À l'époque, Peugeot arrose et soutient le peloton amateur à travers 50 clubs dans toute la France. Il n'y a évidemment pas assez de places pour faire passer pro toutes leurs meilleures jeunes pousses dans la maison-mère. En 1982, il n'y a que deux néo-pros : Sean Yates de l'ACBB et Philippe Dalibard du Véloce Vannetais, deux clubs Peugeot.
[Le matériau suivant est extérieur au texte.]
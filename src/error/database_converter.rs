use crate::error::{AppError, ConstraintParser};
use diesel::result::{DatabaseErrorInformation, DatabaseErrorKind, Error as DieselError};

/// Turns Diesel errors into `AppError` variants the API can explain.
///
/// Constraint violations become `Duplicate` or `Validation` errors carrying
/// the offending column; everything else is an opaque `Database` error.
pub struct DatabaseErrorConverter;

impl DatabaseErrorConverter {
    pub fn convert_diesel_error(error: DieselError, operation: &str) -> AppError {
        match error {
            DieselError::DatabaseError(kind, info) => {
                Self::convert_database_error(kind, info.as_ref(), operation)
            }
            DieselError::NotFound => AppError::NotFound {
                entity: "record".to_string(),
                field: "id".to_string(),
                value: "unknown".to_string(),
            },
            other => AppError::Database {
                operation: operation.to_string(),
                source: anyhow::Error::from(other),
            },
        }
    }

    fn convert_database_error(
        kind: DatabaseErrorKind,
        info: &(dyn DatabaseErrorInformation + Send + Sync),
        operation: &str,
    ) -> AppError {
        let message = info.message();
        let constraint = info.constraint_name();

        let converted = match kind {
            DatabaseErrorKind::UniqueViolation => {
                ConstraintParser::parse_unique_violation(message, constraint).map(
                    |(entity, field, value)| AppError::Duplicate {
                        entity,
                        field,
                        value,
                    },
                )
            }
            DatabaseErrorKind::NotNullViolation => {
                ConstraintParser::parse_not_null_violation(message, constraint).map(
                    |(entity, field)| AppError::Validation {
                        field,
                        reason: format!("Field is required for {}", entity),
                    },
                )
            }
            DatabaseErrorKind::ForeignKeyViolation => {
                ConstraintParser::parse_foreign_key_violation(message, constraint).map(
                    |(entity, field, value)| AppError::Validation {
                        field,
                        reason: format!("Invalid reference from {} with value '{}'", entity, value),
                    },
                )
            }
            DatabaseErrorKind::CheckViolation => {
                ConstraintParser::parse_check_violation(message, constraint).map(
                    |(entity, field)| AppError::Validation {
                        field,
                        reason: format!("Value out of range for {}", entity),
                    },
                )
            }
            _ => None,
        };

        converted.unwrap_or_else(|| AppError::Database {
            operation: operation.to_string(),
            source: anyhow::anyhow!("{:?}: {}", kind, message),
        })
    }
}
PEUGEOT FAIT POIREAUTER MARTIAL GAYANT

Dans la maison d'en face, Renault-Gitane, Cyrille Guimard n'a pas de club réserve mais fait signer un contrat amateur à une petite dizaine de coureurs qu'il appelle les "aspirants". Ce contrat reconnu par la FFC comporte une clause de non-sollicitation. Cette clause donne la priorité à l'équipe pour embaucher l'amateur mais le coureur retrouve sa liberté si le groupe sportif ne lui propose rien.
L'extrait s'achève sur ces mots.